In this exclusive extract from former Ikea chief executive Anders Dahlvig’s book, he assesses what makes a great shop.

Former Ikea chief executive Anders Dahlvig

The Ikea Edge

The Ikea Edge

The task of the retail store is to combine a high level of inspiration and commerciality and an exciting and smooth shopping experience – and at the same time be a very cost-efficient sales machine. These high standards need to be kept up consistently during long opening hours seven days a week. To be able to compete on prices and maintain a profitable business, retailers must be better than the competition at operating efficient stores.

The challenges of growth

Over the years, Ikea stores have increased substantially in size. Let’s look at some of the numbers. Sales of $140m (e100m) per year are not unusual. Stores are open 60 to 70 hours a week. Most of them have 500 plus employees, and staff fluctuation can be between 4% and 80% a year.

More than 50% of these store employees have less than two years of experience. More than 50% work part-time. More than 2 million visitors per year pass through an average store.

Customer service expectations have increased over the years, and the pressure to reduce costs is higher than ever before. Meanwhile, staff costs have grown to 40% of the total cost base of an Ikea store. Increasing store productivity is essential to improve the overall cost level and to continue delivering low prices.

The challenge during the 10 years 1999 to 2009 was the imbalance between reduced sales prices and increased salary costs. Sales prices were reduced on average 2% per year while at the same time salaries increased by some 3% on average per year.

This required around a 5% productivity increase every year just to stay at the same cost level. The company achieved this level of productivity, but an 8% to 10% productivity increase was needed to improve the cost base.
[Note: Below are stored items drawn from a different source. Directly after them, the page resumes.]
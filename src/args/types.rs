use clap::{Parser, Subcommand};
use serde_json::Value;

use crate::model::Bag;
use crate::selection::Tuning;

#[derive(Parser, Debug)]
#[command(author, version, about, long_about = None)]
pub struct Args {
    /// Address the form is served on.
    #[arg(long, value_name = "HOST", default_value = "0.0.0.0")]
    pub host: String,
    #[arg(short = 'p', long, value_name = "PORT", default_value = "5201")]
    pub port: u16,
    /// Bag to start with instead of the default one.
    /// Format: [{"key": "7i", "label": "7 Iron", "carry": 150}, ...]
    #[arg(
        short = 'b',
        long,
        value_name = "BAG_JSON",
        value_parser = crate::args::validation::check_readable_file_and_json
    )]
    pub bag_json: Option<Value>,
    /// Fraction of distance added per m/s of headwind.
    #[arg(long, value_name = "FACTOR", allow_hyphen_values = true)]
    pub headwind_factor: Option<f64>,
    /// Fraction of distance per m/s of tailwind (negative).
    #[arg(long, value_name = "FACTOR", allow_hyphen_values = true)]
    pub tailwind_factor: Option<f64>,
    /// Meters added per meter uphill.
    #[arg(long, value_name = "FACTOR", allow_hyphen_values = true)]
    pub uphill_factor: Option<f64>,
    /// Meters taken off per meter downhill.
    #[arg(long, value_name = "FACTOR", allow_hyphen_values = true)]
    pub downhill_factor: Option<f64>,
    #[command(subcommand)]
    pub command: Option<Command>,
}

#[derive(Subcommand, Debug, Clone, PartialEq, Eq)]
pub enum Command {
    /// Serve the interactive form (the default).
    Serve,
    /// Print one breakdown and recommendation as JSON, then exit.
    /// Values that don't parse as numbers count as 0.
    Recommend {
        #[arg(long, value_name = "METERS", default_value = "150", allow_hyphen_values = true)]
        distance: String,
        #[arg(long, value_name = "METERS", default_value = "0", allow_hyphen_values = true)]
        elevation: String,
        #[arg(long, value_name = "M_PER_S", default_value = "0", allow_hyphen_values = true)]
        wind_speed: String,
        /// One of N, NE, E, SE, S, SW, W, NW. Anything else is a headwind.
        #[arg(long, value_name = "CODE", default_value = "N")]
        wind_dir: String,
    },
}

#[derive(Debug, Clone)]
pub struct CleanArgs {
    pub host: String,
    pub port: u16,
    pub bag: Bag,
    pub tuning: Tuning,
    pub command: Command,
}
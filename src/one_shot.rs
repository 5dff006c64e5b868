use crate::error::SelectorError;
use crate::model::{Bag, ShotForm};
use crate::mvu::runtime::run_selector_all;
use crate::mvu::selector::{Msg, SelectionReport, SelectorModel};
use crate::selection::Tuning;

/// Run the same stage-then-recalculate flow the form does, once, without a server.
///
/// # Errors
///
/// Returns an error if the calculation loop fails for any reason other than an
/// empty bag; an empty bag is reported inside the `SelectionReport`.
pub fn run_one_shot(
    bag: Bag,
    tuning: Tuning,
    form: ShotForm,
) -> Result<SelectionReport, SelectorError> {
    let mut model = SelectorModel::new(bag, tuning);
    match run_selector_all(&mut model, [Msg::StageShot(form), Msg::Recalculate]) {
        Ok(()) | Err(SelectorError::EmptyBag) => Ok(SelectionReport::from(&model)),
        Err(e) => Err(e),
    }
}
This has proven very hard to achieve so far given the challenges of improving store standards, longer opening hours, and higher service requirements.

So what are some of the key strategies needed to achieve the task of operating a retail store – combining high standards with increased productivity? Primarily, all parts of a retail company must be focused on setting the right conditions for the stores.
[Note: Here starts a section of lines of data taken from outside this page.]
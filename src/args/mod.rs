use clap::Parser;

pub mod types;
pub mod validation;

pub use types::{Args, CleanArgs, Command};

use crate::error::SelectorError;
use crate::model::Bag;
use crate::selection::Tuning;
use validation::{bag_from_json, check_factor};

/// # Errors
///
/// Will return `Err` if the arguments are invalid
pub fn args_checks() -> Result<CleanArgs, SelectorError> {
    CleanArgs::new(Args::parse())
}

impl CleanArgs {
    /// # Errors
    ///
    /// Will return `Err` if the bag json or a tuning factor is invalid
    pub fn new(args: Args) -> Result<Self, SelectorError> {
        let bag = match &args.bag_json {
            Some(json) => bag_from_json(json)?,
            None => Bag::default(),
        };

        let defaults = Tuning::default();
        let factor = |name: &str, value: Option<f64>, default: f64| {
            value
                .map_or(Ok(default), |v| check_factor(name, v))
                .map_err(SelectorError::Config)
        };
        let tuning = Tuning {
            headwind_factor: factor("headwind-factor", args.headwind_factor, defaults.headwind_factor)?,
            tailwind_factor: factor("tailwind-factor", args.tailwind_factor, defaults.tailwind_factor)?,
            uphill_factor: factor("uphill-factor", args.uphill_factor, defaults.uphill_factor)?,
            downhill_factor: factor("downhill-factor", args.downhill_factor, defaults.downhill_factor)?,
        };

        Ok(CleanArgs {
            host: args.host,
            port: args.port,
            bag,
            tuning,
            command: args.command.unwrap_or(Command::Serve),
        })
    }
}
Again, this is an example of where working as one company rather than suboptimising the parts has its advantages. Simplifying the store operations must be a key priority for all parts of the organisation. Secondly, customers must be even more integrated in the sales process, doing more themselves while having the perception of an improved service level. Thirdly, the stores must be focused on people management. And fourthly, the store must relentlessly work on improving standards and operational excellence through benchmarking.

Standardisation of solutions

Setting the right conditions for the store involves a number of things—standardisation of sales solutions, logistical work processes that minimise the movement and handling of products in the store, and the use of technology and IT to further simplify work procedures. Looking at the Ikea example, standardising sales solutions is a fairly recent phenomenon. Back in the 1990s, most sales solutions were developed in isolation in every retail country. There were no global resources co-ordinating this.
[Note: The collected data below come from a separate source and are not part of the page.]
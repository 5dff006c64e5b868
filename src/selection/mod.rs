pub mod distance;
pub mod recommend;

pub use distance::*;
pub use recommend::*;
Today, practically every sales solution in the store is standardised, such as the layout and size of the sales areas, room sets, materials used, and equipment. There are also very specific standards for sales steering – that is, what products to promote and how to do it.

The work to improve the logistics of the store has been one of the main cornerstones within Ikea to improve productivity and product availability in the last 10 years. I would even say that this is the main reason for the 5% productivity increase per year that has been achieved.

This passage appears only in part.